Mas a novela coloca em cena muito mais do que o horror inaudito de um terremoto; conta-nos também uma tragédia amorosa e, entrelaçada a esta, uma história política, pois demonstra por fim que a violência emanada dos homens pode ser ainda mais aniquiladora do que a violência da natureza.
Trinta e cinco anos mais tarde, Heinrich Heine (1797-1856) também contrapõe a violência da natureza e da história numa crônica datada de 31 de dezembro de 1842. Foi um ano trágico, e o cronista começa a imaginar suas incontáveis vítimas entrando no Reino de Pluto, entre os quais franceses e alemães carbonizados em incêndios de grandes proporções.

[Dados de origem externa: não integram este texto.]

//! Authentication and session issuance for the gatekeep server.
//!
//! This module provides:
//! - identity federation with the configured OIDC provider
//! - database-backed sessions, copy-paste tokens and accounts
//! - the encrypted cookie session context
//! - authorization extractors and CSRF middleware for Axum routes
//! - browser (`routes`) and CLI (`api`) handlers
//!
//! # Credentials
//!
//! A request is identified by the first credential present among the
//! internal authorization header (trusted deployments only), a bearer
//! `Authorization` header, and the session id in the context cookie. Unmet
//! requirements are always answered with 401.

pub mod accounts;
pub mod api;
pub mod context;
pub mod csrf;
pub mod db;
pub mod middleware;
pub mod oidc;
pub mod routes;
pub mod waiter;

use crate::config::ServerConfig;
use axum_extra::extract::cookie::Key;
use gatekeep_platform_access::IdentityProvider;
use sqlx::PgPool;
use std::sync::Arc;

pub use accounts::AccountManager;
pub use middleware::{MaybeUser, RequireDevOrServiceAccount, RequireDeveloper, RequireUser};
pub use oidc::{AzureFlow, GoogleFlow, OidcClient};

/// Shared application state.
pub struct AppState {
    /// Database connection pool.
    pub db_pool: PgPool,
    /// Identity provider selected at startup.
    pub provider: Arc<dyn IdentityProvider>,
    pub config: ServerConfig,
    /// Key encrypting the session context cookie.
    pub cookie_key: Key,
}

impl AppState {
    /// Creates a new application state.
    pub fn new(
        db_pool: PgPool,
        provider: Arc<dyn IdentityProvider>,
        config: ServerConfig,
        cookie_key: Key,
    ) -> Self {
        Self {
            db_pool,
            provider,
            config,
            cookie_key,
        }
    }

    /// Account manager using the configured lifecycle policy.
    pub fn accounts(&self) -> AccountManager {
        AccountManager::new(
            self.db_pool.clone(),
            self.config.accounts.reuse_policy(),
            self.config.is_test_deployment(),
        )
    }
}
use axum_extra::extract::cookie::Key;
use base64::Engine;
use gatekeep_platform_access::{Cloud, IdentityProvider};
use gatekeep_server::{
    auth::{
        AppState, AzureFlow, GoogleFlow, OidcClient,
        db::{CopyPasteTokenRepository, SessionRepository},
    },
    config::{ServerConfig, SessionConfig},
    router::router,
};
use sqlx::{PgPool, postgres::PgPoolOptions};
use std::{error::Error, sync::Arc, time::Duration};
use tracing_subscriber::{layer::SubscriberExt, util::SubscriberInitExt};

type BoxError = Box<dyn Error + Send + Sync>;

/// Deletes expired sessions and copy-paste tokens.
async fn cleanup_expired(pool: &PgPool) {
    match SessionRepository::new(pool.clone()).delete_expired().await {
        Ok(count) if count > 0 => {
            tracing::info!(deleted_sessions = count, "Cleaned up expired sessions");
        }
        Ok(_) => {}
        Err(e) => {
            tracing::warn!(error = %e, "Failed to cleanup expired sessions");
        }
    }
    match CopyPasteTokenRepository::new(pool.clone())
        .delete_expired()
        .await
    {
        Ok(count) if count > 0 => {
            tracing::info!(deleted_tokens = count, "Cleaned up expired copy-paste tokens");
        }
        Ok(_) => {}
        Err(e) => {
            tracing::warn!(error = %e, "Failed to cleanup expired copy-paste tokens");
        }
    }
}

fn cookie_key(session: &SessionConfig) -> Result<Key, BoxError> {
    match &session.cookie_secret {
        Some(secret) => {
            let bytes = base64::engine::general_purpose::STANDARD.decode(secret.trim())?;
            Ok(Key::try_from(bytes.as_slice())?)
        }
        None => {
            tracing::warn!("SESSION__COOKIE_SECRET unset; browser sessions end on restart");
            Ok(Key::generate())
        }
    }
}

#[tokio::main]
async fn main() -> Result<(), BoxError> {
    tracing_subscriber::registry()
        .with(
            tracing_subscriber::EnvFilter::try_from_default_env()
                .unwrap_or_else(|_| "info,tower_http=debug".into()),
        )
        .with(tracing_subscriber::fmt::layer())
        .init();

    // Load configuration from environment
    let config = ServerConfig::from_env()?;
    tracing::info!(namespace = %config.namespace, "Loaded configuration");

    let db_pool = PgPoolOptions::new()
        .max_connections(10)
        .connect(&config.database_url)
        .await?;

    tracing::info!("Running database migrations...");
    sqlx::migrate!("./migrations").run(&db_pool).await?;

    cleanup_expired(&db_pool).await;

    let cleanup_pool = db_pool.clone();
    let cleanup_interval_secs = config.session.cleanup_interval_seconds;
    tokio::spawn(async move {
        let mut interval = tokio::time::interval(Duration::from_secs(cleanup_interval_secs));
        loop {
            interval.tick().await;
            cleanup_expired(&cleanup_pool).await;
        }
    });

    let cookie_key = cookie_key(&config.session)?;

    tracing::info!(cloud = ?config.oidc.cloud(), "Discovering OIDC provider...");
    let oidc_client = OidcClient::discover(config.oidc.clone())
        .await
        .map_err(|e| format!("failed to discover OIDC provider: {e}"))?;
    let provider: Arc<dyn IdentityProvider> = match config.oidc.cloud() {
        Cloud::Gcp => Arc::new(GoogleFlow::new(oidc_client)),
        Cloud::Azure => Arc::new(AzureFlow::new(oidc_client)),
    };

    let addr = config.listen_addr.clone();
    let app_state = Arc::new(AppState::new(db_pool, provider, config, cookie_key));
    let app = router(app_state);

    let listener = tokio::net::TcpListener::bind(&addr).await?;
    tracing::info!("listening on http://{}", addr);

    axum::serve(listener, app.into_make_service())
        .with_graceful_shutdown(async {
            let _ = tokio::signal::ctrl_c().await;
            tracing::info!("shutting down");
        })
        .await?;
    Ok(())
}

Mas, de repente, Heine vê marcharem as vítimas de outra catástrofe que volta a abalar os dias de hoje: "No dia seguinte, enquanto Hamburgo ainda ardia, ocorreu o terremoto no Haiti e os pobres negros foram arremessados aos milhares para o Reino das Sombras. Quando chegaram banhados em sangue, acreditou-se lá embaixo que eles vinham de uma batalha com os brancos e haviam sido massacrados ou chicoteados até a morte como escravos sublevados. Não, também dessa vez a boa gente do Estige se enganou.

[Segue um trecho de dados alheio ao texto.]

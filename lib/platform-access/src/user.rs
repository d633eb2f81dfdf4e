//! Account records and the rules for creating new ones.
//!
//! An account is either a human user, identified at the identity provider
//! by `login_id`, or a service account without one. Developers and service
//! accounts are mutually exclusive.

use chrono::{DateTime, Utc};
use gatekeep_core::UserId;
use serde::{Deserialize, Serialize};
use serde_json::Value;
use std::fmt;
use std::str::FromStr;

use crate::error::AccountError;

/// Maximum username length.
const USERNAME_MAX_LEN: usize = 15;

/// Maximum length of a DNS subdomain name.
const SECRET_NAME_MAX_LEN: usize = 253;

/// Lifecycle state of an account.
///
/// `creating -> active -> deleting -> deleted`, plus `creating -> deleting`.
/// The gateway itself only ever writes `creating` and `deleting`.
#[derive(Debug, Clone, Copy, PartialEq, Eq, Hash, Serialize, Deserialize)]
#[serde(rename_all = "lowercase")]
pub enum AccountState {
    Creating,
    Active,
    Deleting,
    Deleted,
}

impl AccountState {
    /// Returns the persisted form of the state.
    #[must_use]
    pub fn as_str(&self) -> &'static str {
        match self {
            Self::Creating => "creating",
            Self::Active => "active",
            Self::Deleting => "deleting",
            Self::Deleted => "deleted",
        }
    }

    /// Returns true for `deleting` and `deleted`.
    #[must_use]
    pub fn is_deleted(&self) -> bool {
        matches!(self, Self::Deleting | Self::Deleted)
    }
}

impl fmt::Display for AccountState {
    fn fmt(&self, f: &mut fmt::Formatter<'_>) -> fmt::Result {
        f.write_str(self.as_str())
    }
}

impl FromStr for AccountState {
    type Err = String;

    fn from_str(s: &str) -> Result<Self, Self::Err> {
        match s {
            "creating" => Ok(Self::Creating),
            "active" => Ok(Self::Active),
            "deleting" => Ok(Self::Deleting),
            "deleted" => Ok(Self::Deleted),
            other => Err(format!("unknown account state '{other}'")),
        }
    }
}

/// A persisted account.
#[derive(Debug, Clone, PartialEq, Eq, Serialize)]
pub struct User {
    pub id: UserId,
    pub username: String,
    /// Subject identifier at the identity provider; absent for service accounts.
    pub login_id: Option<String>,
    pub state: AccountState,
    pub is_developer: bool,
    pub is_service_account: bool,
    /// Opaque reference to the provisioned cloud identity.
    pub hail_identity: Option<String>,
    /// Provider-side unique id of the provisioned identity, written by the
    /// provisioning worker.
    pub hail_identity_uid: Option<String>,
    pub hail_credentials_secret_name: Option<String>,
    pub created_at: DateTime<Utc>,
}

impl User {
    /// Returns true when the account may authenticate.
    #[must_use]
    pub fn is_active(&self) -> bool {
        self.state == AccountState::Active
    }
}

/// A validated request to create an account.
#[derive(Debug, Clone, PartialEq, Eq)]
pub struct NewUser {
    pub username: String,
    pub login_id: Option<String>,
    pub is_developer: bool,
    pub is_service_account: bool,
    pub hail_identity: Option<String>,
    pub hail_credentials_secret_name: Option<String>,
}

impl NewUser {
    /// The account a self-service signup creates: a plain human user.
    #[must_use]
    pub fn signup(username: String, login_id: String) -> Self {
        Self {
            username,
            login_id: Some(login_id),
            is_developer: false,
            is_service_account: false,
            hail_identity: None,
            hail_credentials_secret_name: None,
        }
    }

    /// Reads a creation request from an untyped JSON body.
    ///
    /// Only JSON types are checked here; [`NewUser::validate`] applies the
    /// account rules. A missing key reads as `null`.
    ///
    /// # Errors
    ///
    /// Returns `AccountError::InvalidType` for the first field with the
    /// wrong type.
    pub fn from_json(username: &str, body: &Value) -> Result<Self, AccountError> {
        let null = Value::Null;
        let field = |name: &str| body.get(name).unwrap_or(&null);

        Ok(Self {
            username: username.to_string(),
            login_id: optional_str("login_id", field("login_id"))?,
            is_developer: required_bool("is_developer", field("is_developer"))?,
            is_service_account: required_bool("is_service_account", field("is_service_account"))?,
            hail_identity: optional_str("hail_identity", field("hail_identity"))?,
            hail_credentials_secret_name: optional_str(
                "hail_credentials_secret_name",
                field("hail_credentials_secret_name"),
            )?,
        })
    }

    /// Returns true when either identity reference was supplied.
    #[must_use]
    pub fn has_identity_refs(&self) -> bool {
        self.hail_identity.as_deref().is_some_and(|s| !s.is_empty())
            || self
                .hail_credentials_secret_name
                .as_deref()
                .is_some_and(|s| !s.is_empty())
    }

    /// Applies the account rules in their fixed order.
    ///
    /// # Errors
    ///
    /// `MultipleUserTypes`, then `EmptyLoginId`, then `InvalidUsername`, then
    /// `InvalidCredentialsSecretName`; the first violated rule wins.
    pub fn validate(&self) -> Result<(), AccountError> {
        if self.is_developer && self.is_service_account {
            return Err(AccountError::MultipleUserTypes {
                username: self.username.clone(),
            });
        }
        if !self.is_service_account && self.login_id.as_deref().is_none_or(str::is_empty) {
            return Err(AccountError::EmptyLoginId {
                username: self.username.clone(),
            });
        }
        if !is_valid_username(&self.username) {
            return Err(AccountError::InvalidUsername {
                username: self.username.clone(),
            });
        }
        match &self.hail_credentials_secret_name {
            Some(name) if !is_valid_secret_name(name) => {
                Err(AccountError::InvalidCredentialsSecretName { name: name.clone() })
            }
            _ => Ok(()),
        }
    }
}

fn optional_str(field: &str, value: &Value) -> Result<Option<String>, AccountError> {
    match value {
        Value::Null => Ok(None),
        Value::String(s) => Ok(Some(s.clone())),
        other => Err(invalid_type(field, other, "str")),
    }
}

fn required_bool(field: &str, value: &Value) -> Result<bool, AccountError> {
    value
        .as_bool()
        .ok_or_else(|| invalid_type(field, value, "bool"))
}

fn invalid_type(field: &str, value: &Value, expected: &'static str) -> AccountError {
    AccountError::InvalidType {
        field: field.to_string(),
        value: value.to_string(),
        expected,
    }
}

/// Username policy: a lowercase letter followed by 1-14 lowercase letters or
/// digits.
#[must_use]
pub fn is_valid_username(username: &str) -> bool {
    let mut chars = username.chars();
    let Some(first) = chars.next() else {
        return false;
    };
    first.is_ascii_lowercase()
        && username.len() >= 2
        && username.len() <= USERNAME_MAX_LEN
        && chars.all(|c| c.is_ascii_lowercase() || c.is_ascii_digit())
}

/// Kubernetes secret names must be RFC 1123 DNS subdomains.
#[must_use]
pub fn is_valid_secret_name(name: &str) -> bool {
    let alnum = |c: char| c.is_ascii_lowercase() || c.is_ascii_digit();
    !name.is_empty()
        && name.len() <= SECRET_NAME_MAX_LEN
        && name.starts_with(alnum)
        && name.ends_with(alnum)
        && name.chars().all(|c| alnum(c) || c == '-' || c == '.')
}

/// Derives a signup username from the local part of an email address.
#[must_use]
pub fn username_from_email(email: &str) -> String {
    let local = email.split('@').next().unwrap_or_default();
    local
        .chars()
        .filter(|c| c.is_alphanumeric())
        .flat_map(char::to_lowercase)
        .collect()
}

#[cfg(test)]
mod tests {
    use super::*;
    use serde_json::json;

    fn developer(username: &str) -> NewUser {
        NewUser {
            username: username.to_string(),
            login_id: Some("sub-123".to_string()),
            is_developer: true,
            is_service_account: false,
            hail_identity: None,
            hail_credentials_secret_name: None,
        }
    }

    #[test]
    fn state_round_trips_through_persisted_form() {
        for state in [
            AccountState::Creating,
            AccountState::Active,
            AccountState::Deleting,
            AccountState::Deleted,
        ] {
            assert_eq!(state.as_str().parse::<AccountState>(), Ok(state));
        }
        assert!("purged".parse::<AccountState>().is_err());
    }

    #[test]
    fn deleted_states() {
        assert!(AccountState::Deleting.is_deleted());
        assert!(AccountState::Deleted.is_deleted());
        assert!(!AccountState::Creating.is_deleted());
        assert!(!AccountState::Active.is_deleted());
    }

    #[test]
    fn username_policy() {
        assert!(is_valid_username("alice"));
        assert!(is_valid_username("a1"));
        assert!(is_valid_username("abcdefghijklmno"));
        assert!(!is_valid_username("abcdefghijklmnop"));
        assert!(!is_valid_username("a"));
        assert!(!is_valid_username("1alice"));
        assert!(!is_valid_username("Alice"));
        assert!(!is_valid_username("al-ice"));
        assert!(!is_valid_username(""));
    }

    #[test]
    fn secret_name_policy() {
        assert!(is_valid_secret_name("alice-gsa-key"));
        assert!(is_valid_secret_name("a.b-c"));
        assert!(!is_valid_secret_name("-leading"));
        assert!(!is_valid_secret_name("trailing."));
        assert!(!is_valid_secret_name("Upper"));
        assert!(!is_valid_secret_name(""));
        assert!(!is_valid_secret_name(&"a".repeat(254)));
    }

    #[test]
    fn signup_username_keeps_alphanumerics_only() {
        assert_eq!(username_from_email("alice@example.org"), "alice");
        assert_eq!(username_from_email("Bob.Smith+x@example.org"), "bobsmithx");
    }

    #[test]
    fn from_json_reads_all_fields() {
        let body = json!({
            "login_id": "sub-1",
            "is_developer": false,
            "is_service_account": false,
            "hail_identity": "alice@project.iam",
        });
        let user = NewUser::from_json("alice", &body).expect("valid body");
        assert_eq!(user.login_id.as_deref(), Some("sub-1"));
        assert_eq!(user.hail_identity.as_deref(), Some("alice@project.iam"));
        assert!(user.hail_credentials_secret_name.is_none());
        assert!(user.has_identity_refs());
    }

    #[test]
    fn from_json_rejects_wrong_types() {
        let body = json!({"login_id": 7, "is_developer": false, "is_service_account": false});
        let err = NewUser::from_json("alice", &body).unwrap_err();
        assert!(matches!(err, AccountError::InvalidType { ref field, .. } if field == "login_id"));

        let body = json!({"login_id": "x", "is_developer": "yes", "is_service_account": false});
        let err = NewUser::from_json("alice", &body).unwrap_err();
        assert!(
            matches!(err, AccountError::InvalidType { ref field, expected: "bool", .. } if field == "is_developer")
        );
    }

    #[test]
    fn from_json_treats_missing_bool_as_invalid() {
        let body = json!({"login_id": "x", "is_developer": false});
        let err = NewUser::from_json("alice", &body).unwrap_err();
        assert!(
            matches!(err, AccountError::InvalidType { ref field, ref value, .. } if field == "is_service_account" && value == "null")
        );
    }

    #[test]
    fn both_roles_rejected_before_login_id_check() {
        let mut user = developer("Invalid!");
        user.is_service_account = true;
        user.login_id = None;
        assert!(matches!(
            user.validate(),
            Err(AccountError::MultipleUserTypes { .. })
        ));
    }

    #[test]
    fn human_needs_login_id_before_username_check() {
        let mut user = developer("Invalid!");
        user.login_id = Some(String::new());
        assert!(matches!(
            user.validate(),
            Err(AccountError::EmptyLoginId { .. })
        ));
    }

    #[test]
    fn service_account_without_login_id_is_valid() {
        let mut user = developer("ci");
        user.is_developer = false;
        user.is_service_account = true;
        user.login_id = None;
        assert_eq!(user.validate(), Ok(()));
    }

    #[test]
    fn bad_username_rejected() {
        assert!(matches!(
            developer("Invalid!").validate(),
            Err(AccountError::InvalidUsername { .. })
        ));
    }

    #[test]
    fn bad_secret_name_rejected_last() {
        let mut user = developer("alice");
        user.hail_credentials_secret_name = Some("Not_Valid".to_string());
        assert!(matches!(
            user.validate(),
            Err(AccountError::InvalidCredentialsSecretName { .. })
        ));
    }

    #[test]
    fn signup_is_plain_human() {
        let user = NewUser::signup("alice".to_string(), "abc123".to_string());
        assert!(!user.is_developer);
        assert!(!user.is_service_account);
        assert!(!user.has_identity_refs());
        assert_eq!(user.validate(), Ok(()));
    }
}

Não foi o homem, mas sim a natureza que causou o grande banho de sangue naquela ilha onde a escravidão foi abolida há tempos." E Heinrich Heine emprega assim os últimos instantes do ano de 1842 para lembrar suas vítimas, em particular os miseráveis habitantes dessa ilha "tão quente, onde crescem a cana, o café e a negra liberdade de imprensa e onde, portanto, com muita facilidade pode ocorrer um terremoto".

MARCUS MAZZARI é professor de literatura comparada na USP, autor de "Romance de Formação em Perspectiva Histórica" (ed. Ateliê).